Metadata-Version: 2.3
Name: local-dir-rag
Version: 0.4.1
Summary: RAG from documents in a local directory
Author: Sualeh Fatehi
Author-email: sualeh@hotmail.com
Requires-Python: >=3.13,<4.0
Classifier: Programming Language :: Python :: 3
Classifier: Programming Language :: Python :: 3.13
Provides-Extra: dev
Requires-Dist: black (>=24.2.0,<25.0.0) ; extra == "dev"
Requires-Dist: faiss-cpu (>=1.10.0,<2.0.0)
Requires-Dist: langchain (>=0.3.23,<0.4.0)
Requires-Dist: langchain-community (>=0.3.21,<0.4.0)
Requires-Dist: langchain-openai (>=0.3.12,<0.4.0)
Requires-Dist: pycobertura (>=4.0.0,<5.0.0) ; extra == "dev"
Requires-Dist: pylint (>=3.0.2,<4.0.0) ; extra == "dev"
Requires-Dist: pypdf (>=5.4.0,<6.0.0)
Requires-Dist: pytest (>=8.0.0,<9.0.0) ; extra == "dev"
Requires-Dist: pytest-cov (>=5.0.0,<6.0.0) ; extra == "dev"
Requires-Dist: python-dotenv (>=1.1.0,<2.0.0)
Requires-Dist: sentence-transformers (>=4.0.2,<5.0.0)
Description-Content-Type: text/markdown

# Local Directory RAG

A simple tool for Retrieval-Augmented Generation (RAG) using documents from your local filesystem.

## Overview

Local Directory RAG allows you to:

1. Create vector embeddings from your local documents (PDF, TXT)
2. Query these documents using natural language, leveraging OpenAI's language models

## Requirements

- Python 3.13 or higher
- OpenAI API key and other parameters (set in your .env file)

## Installation

This project uses [Poetry](https://python-poetry.org/) for dependency management.

1. Install Poetry by following the instructions in the [official documentation](https://python-poetry.org/docs/#installation).

    Quick installation methods:

    ```bash
    # For Linux, macOS, Windows (WSL)
    curl -sSL https://install.python-poetry.org | python3 -
    ```

    ```pwsh
    # For Windows PowerShell
    (Invoke-WebRequest -Uri https://install.python-poetry.org -UseBasicParsing).Content | python -
    ```

2. Install Project Dependencies

    ```bash
    # Clone the repository
    git clone https://github.com/sualeh/local-dir-rag.git
    cd local-dir-rag
    ```

3. Install dependencies using Poetry

    ```bash
    poetry install --extras "dev"
    poetry show --tree
    ```


## Configuration

Copy the ".env.example" file as ".env" in the project root.
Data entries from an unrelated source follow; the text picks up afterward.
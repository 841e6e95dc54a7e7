//! Database layer
//!
//! SQLite via sqlx, for single-binary deployment. Repositories follow a
//! trait-based abstraction so services can be tested against in-memory
//! databases.

pub mod migrations;
pub mod pool;
pub mod repositories;

pub use pool::{create_pool, create_test_pool};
Update it with your OpenAI API key, location of your documents, and where you would like the vector database to be created.


## Usage

1. Create Vector Database

    ```bash
    poetry run python -m local_dir_rag.main embed --docs-directory /path/to/docs --vector-db-path /path/to/vector_db
    ```

2. Query Documents

    ```bash
    poetry run python -m local_dir_rag.main query --vector-db-path /path/to/vector_db
    ```


## Development and Testing

1. Install dependencies, as above.

2. Run all tests:

    ```bash
    poetry run pytest
    ```

    Or, run a single test:

    ```bash
    poetry run pytest tests/test_document_loader.py::test_load_document
    ```


## Docker Compose Usage

You can also use Docker Compose for easier management of the Local RAG container:

1. Clone the project, as described above.

2. Configure the ".env" file as described above.
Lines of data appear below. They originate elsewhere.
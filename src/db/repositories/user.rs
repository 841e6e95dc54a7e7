//! User repository
//!
//! This module provides:
//! - `UserRepository` trait defining the interface for user data access
//! - `SqlxUserRepository` implementing the trait for SQLite

use crate::models::User;
use anyhow::{Context, Result};
use async_trait::async_trait;
use chrono::Utc;
use sqlx::{Row, SqlitePool};
use std::sync::Arc;

/// User repository trait
#[async_trait]
pub trait UserRepository: Send + Sync {
    /// Create a new user
    async fn create(&self, user: &User) -> Result<User>;

    /// Get user by ID
    async fn get_by_id(&self, id: i64) -> Result<Option<User>>;

    /// Get user by username
    async fn get_by_username(&self, username: &str) -> Result<Option<User>>;

    /// Get user by email
    async fn get_by_email(&self, email: &str) -> Result<Option<User>>;

    /// List all users in insertion order
    async fn list(&self) -> Result<Vec<User>>;
}

/// SQLx-based user repository implementation
pub struct SqlxUserRepository {
    pool: SqlitePool,
}

impl SqlxUserRepository {
    /// Create a new SQLx user repository
    pub fn new(pool: SqlitePool) -> Self {
        Self { pool }
    }

    /// Create a boxed repository for use with dependency injection
    pub fn boxed(pool: SqlitePool) -> Arc<dyn UserRepository> {
        Arc::new(Self::new(pool))
    }
}

#[async_trait]
impl UserRepository for SqlxUserRepository {
    async fn create(&self, user: &User) -> Result<User> {
        let now = Utc::now();

        let result = sqlx::query(
            r#"
            INSERT INTO users (username, email, password_hash, created_at, updated_at)
            VALUES (?, ?, ?, ?, ?)
            "#,
        )
        .bind(&user.username)
        .bind(&user.email)
        .bind(&user.password_hash)
        .bind(now)
        .bind(now)
        .execute(&self.pool)
        .await
        .context("Failed to create user")?;

        Ok(User {
            id: result.last_insert_rowid(),
            username: user.username.clone(),
            email: user.email.clone(),
            password_hash: user.password_hash.clone(),
            created_at: now,
            updated_at: now,
        })
    }

    async fn get_by_id(&self, id: i64) -> Result<Option<User>> {
        let row = sqlx::query(
            r#"
            SELECT id, username, email, password_hash, created_at, updated_at
            FROM users
            WHERE id = ?
            "#,
        )
        .bind(id)
        .fetch_optional(&self.pool)
        .await
        .context("Failed to get user by ID")?;

        row.map(|row| row_to_user(&row)).transpose()
    }

    async fn get_by_username(&self, username: &str) -> Result<Option<User>> {
        let row = sqlx::query(
            r#"
            SELECT id, username, email, password_hash, created_at, updated_at
            FROM users
            WHERE username = ?
            "#,
        )
        .bind(username)
        .fetch_optional(&self.pool)
        .await
        .context("Failed to get user by username")?;

        row.map(|row| row_to_user(&row)).transpose()
    }

    async fn get_by_email(&self, email: &str) -> Result<Option<User>> {
        let row = sqlx::query(
            r#"
            SELECT id, username, email, password_hash, created_at, updated_at
            FROM users
            WHERE email = ?
            "#,
        )
        .bind(email)
        .fetch_optional(&self.pool)
        .await
        .context("Failed to get user by email")?;

        row.map(|row| row_to_user(&row)).transpose()
    }

    async fn list(&self) -> Result<Vec<User>> {
        let rows = sqlx::query(
            r#"
            SELECT id, username, email, password_hash, created_at, updated_at
            FROM users
            ORDER BY id
            "#,
        )
        .fetch_all(&self.pool)
        .await
        .context("Failed to list users")?;

        rows.iter().map(row_to_user).collect()
    }
}

fn row_to_user(row: &sqlx::sqlite::SqliteRow) -> Result<User> {
    Ok(User {
        id: row.get("id"),
        username: row.get("username"),
        email: row.get("email"),
        password_hash: row.get("password_hash"),
        created_at: row.get("created_at"),
        updated_at: row.get("updated_at"),
    })
}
3. Run the application using Docker Compose:

      ```bash
      # For embedding documents
      docker-compose run local-dir-rag embed
      ```

      ```bash
      # For querying documents
      docker-compose run local-dir-rag query
      ```

      You can also pass additional arguments:

      ```bash
      docker-compose run local-dir-rag embed --docs-directory /data/docs --vector-db-path /data/vector_db
      ```

This approach simplifies volume mounting and environment variable management, especially when working with the tool regularly.